Everybody’s attention is now turned towards establishing the exact identity of this boson. Is it the one predicted by the Standard Model or one of the five Higgs bosons associated with supersymmetry, another theory that attempts to fix the few remaining problems of the Standard Model.
Although the theory was unable to predict the exact mass of the Higgs boson, it provided strong constraints on where it could be found. Many quantities are interconnected by the equations of the Standard Model. This is why we keep improving the uncertainty margin on these quantities. Putting all this information together allows us to check the consistency of the model.
This has been the highlight of many conferences for a decade or two. Each new update showed how much progress had been accomplished when all the measurements were combined in a complex algorithm designed to test the so-called “electroweak” part of the Standard Model all in one go. This is very similar to checking the stability of a very elaborate mobile after modifying each of its components slightly.

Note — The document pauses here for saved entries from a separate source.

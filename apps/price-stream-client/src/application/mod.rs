//! Application Layer - Use cases and port definitions.
//!
//! This layer contains the application services and port interfaces
//! that define how the domain interacts with external systems.

/// Port interfaces for external systems (feed transport).
pub mod ports;

/// Application services: timers, reconciliation and batching.
pub mod services;
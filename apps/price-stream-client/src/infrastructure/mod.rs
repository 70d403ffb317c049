//! Infrastructure Layer - Adapters and external integrations.
//!
//! This layer contains the concrete implementations of the port interfaces
//! defined in the application layer.

/// Price feed WebSocket client and session.
pub mod feed;

/// Configuration loading.
pub mod config;

/// Health check HTTP endpoint.
pub mod health;

/// Prometheus metrics instrumentation.
pub mod metrics;

/// OpenTelemetry tracing integration.
pub mod telemetry;
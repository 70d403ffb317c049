//! Application Services
//!
//! Timer-owning services the feed session drives from its event loop.
//!
//! - `SubscriptionReconciler`: Debounced desired-set reconciliation
//! - `UpdateBatcher`: Windowed coalescing of price updates into the table
//! - `Deadline`: Re-armable one-shot timer shared by both

mod batcher;
mod reconciler;
mod timer;

pub use batcher::{DEFAULT_BATCH_WINDOW, UpdateBatcher};
pub use reconciler::{DEFAULT_DEBOUNCE, SubscriptionReconciler};
pub use timer::Deadline;
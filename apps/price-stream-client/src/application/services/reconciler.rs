//! Subscription Reconciler Service
//!
//! Debounces desired-set changes into reconciliation passes. Every
//! `set_desired` re-arms a trailing deadline, so a burst of changes (UI
//! pagination, several consumers mounting at once) collapses into a single
//! pass over the latest desired set.

use std::time::Duration;

use crate::domain::subscription::{Reconciler, SubscriptionChanges, Symbol, sorted};

use super::timer::Deadline;

/// Default debounce window for reconciliation passes.
pub const DEFAULT_DEBOUNCE: Duration = Duration::from_millis(300);

/// Debounced wrapper around the reconciliation bookkeeping.
#[derive(Debug)]
pub struct SubscriptionReconciler {
    state: Reconciler,
    debounce: Duration,
    timer: Deadline,
    passes: u64,
}

impl Default for SubscriptionReconciler {
    fn default() -> Self {
        Self::new(DEFAULT_DEBOUNCE)
    }
}

impl SubscriptionReconciler {
    /// Create a reconciler with the given debounce window.
    #[must_use]
    pub fn new(debounce: Duration) -> Self {
        Self {
            state: Reconciler::default(),
            debounce,
            timer: Deadline::new(),
            passes: 0,
        }
    }

    /// Replace the desired set and (re)arm the debounce deadline.
    ///
    /// Returns `true` if the desired set changed.
    pub fn set_desired(&mut self, symbols: impl IntoIterator<Item = Symbol>) -> bool {
        let changed = self.state.set_desired(symbols);
        self.timer.arm(self.debounce);
        changed
    }

    /// Deadline the owner's event loop waits on.
    #[must_use]
    pub const fn timer(&self) -> &Deadline {
        &self.timer
    }

    /// Start a reconciliation pass if the debounce deadline has passed.
    ///
    /// The returned changes are empty when nothing needs to be sent.
    pub fn take_pass(&mut self) -> Option<SubscriptionChanges> {
        if !self.timer.fire() {
            return None;
        }
        self.passes += 1;
        Some(self.state.plan())
    }

    /// Record that the pass's directives went out (or were deferred).
    pub fn commit(&mut self) {
        self.state.commit();
    }

    /// Full desired set for a fresh connection, sorted.
    pub fn resync(&mut self) -> Vec<Symbol> {
        sorted(&self.state.resync())
    }

    /// Record the server-acknowledged set.
    ///
    /// Returns reconciled symbols the server did not acknowledge.
    pub fn acknowledge(&mut self, symbols: impl IntoIterator<Item = Symbol>) -> Vec<Symbol> {
        self.state.acknowledge(symbols);
        sorted(&self.state.unacknowledged())
    }

    /// Bookkeeping state.
    #[must_use]
    pub const fn state(&self) -> &Reconciler {
        &self.state
    }

    /// Number of passes started so far.
    #[must_use]
    pub const fn passes(&self) -> u64 {
        self.passes
    }
}
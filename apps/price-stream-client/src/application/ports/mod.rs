//! Port Interfaces
//!
//! Defines the interfaces (ports) for external systems following
//! the Hexagonal Architecture pattern. These are the contracts that
//! infrastructure adapters must implement.
//!
//! ## Driven Ports (Outbound)
//!
//! - `FeedConnector`: Opens the bidirectional message channel to the feed
//!
//! The session only ever sees `FeedFrame`s, so tests can stand in a
//! channel-backed connector for the WebSocket adapter.

use std::pin::Pin;
use std::time::Duration;

use async_trait::async_trait;
use futures::{Sink, Stream};

/// WebSocket close code for a caller-initiated normal closure.
pub const NORMAL_CLOSURE: u16 = 1000;

/// A transport-level message.
#[derive(Debug, Clone, PartialEq, Eq)]
pub enum FeedFrame {
    /// UTF-8 text payload.
    Text(String),
    /// Binary payload (not part of the feed protocol).
    Binary(Vec<u8>),
    /// Keepalive probe.
    Ping(Vec<u8>),
    /// Keepalive answer.
    Pong(Vec<u8>),
    /// Close handshake.
    Close {
        /// Close code.
        code: u16,
        /// Human readable reason.
        reason: String,
    },
}

impl FeedFrame {
    /// Close frame with the normal-closure code.
    #[must_use]
    pub fn normal_close(reason: impl Into<String>) -> Self {
        Self::Close {
            code: NORMAL_CLOSURE,
            reason: reason.into(),
        }
    }
}

/// Transport failures.
#[derive(Debug, Clone, PartialEq, Eq, thiserror::Error)]
pub enum TransportError {
    /// Opening the connection failed.
    #[error("connection failed: {0}")]
    ConnectFailed(String),

    /// Opening the connection did not finish in time.
    #[error("connection timed out after {0:?}")]
    Timeout(Duration),

    /// Reading or writing an open connection failed.
    #[error("transport error: {0}")]
    Io(String),

    /// An outbound frame was not accepted in time.
    #[error("write timed out after {0:?}")]
    WriteTimeout(Duration),

    /// The connection is closed.
    #[error("connection closed")]
    Closed,
}

/// Outbound half of an open connection.
pub type FrameSink = Pin<Box<dyn Sink<FeedFrame, Error = TransportError> + Send>>;

/// Inbound half of an open connection. Ends when the peer goes away.
pub type FrameStream = Pin<Box<dyn Stream<Item = Result<FeedFrame, TransportError>> + Send>>;

/// An open connection, split into its two halves.
pub struct FeedLink {
    /// Frames to the server.
    pub sink: FrameSink,
    /// Frames from the server.
    pub stream: FrameStream,
}

impl FeedLink {
    /// Bundle a sink and a stream.
    #[must_use]
    pub fn new(sink: FrameSink, stream: FrameStream) -> Self {
        Self { sink, stream }
    }
}

impl std::fmt::Debug for FeedLink {
    fn fmt(&self, f: &mut std::fmt::Formatter<'_>) -> std::fmt::Result {
        f.debug_struct("FeedLink").finish_non_exhaustive()
    }
}

/// Opens connections to the market-data feed.
#[cfg_attr(test, mockall::automock)]
#[async_trait]
pub trait FeedConnector: Send + Sync + 'static {
    /// Open a new connection to `url`.
    ///
    /// # Errors
    ///
    /// Returns `TransportError` if the connection cannot be established.
    async fn open(&self, url: &str) -> Result<FeedLink, TransportError>;
}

Yesterday, for the first time, we saw what the newly measured mass of what is most-likely a Higgs boson adds to this global picture.
The vertical axis shows the measured mass of the W boson and the horizontal axis, the mass of the heaviest quark, the top quark. The blue ellipse is centered on the measured values of these two masses. The ellipse gives the error margin. There is a narrow blue band below the large green band. This represents the actual measured mass of the Higgs boson announced on July 4th, the width being its uncertainty. So as it stands, given the overlap, there is agreement, at least within errors.
The black ellipse is a projection of what this picture will look like once the LHC experiments reduce the uncertainty on the W mass from the current 15 MeV to only 5 MeV. If all is consistent within the Standard Model, the black ellipse will have to overlap with the narrow blue band indicating the Higgs boson mass. If the central value of the W mass does not change, then there will be some inconsistency with the Standard Model (the very narrow blue strip). On the other hand, if supersymmetry or SUSY is the real, more global theory of nature, the green area gives the mass values allowed for the W and top quark. MSSM stands for Minimal Supersymmetric Model and is just one specific model within the vast SUSY space.
This plot might reassure a few: there is still plenty of room for supersymmetry. This theory is far from being dead. But as someone commented: “The huge number of SUSY presentations at this conference was inversely proportional to the number of evidence for it!”
The bets are still open on what will come next. Is this Higgs boson the one predicted by the Standard Model, supersymmetry or some other version? Patience is in order but the answer will eventually come.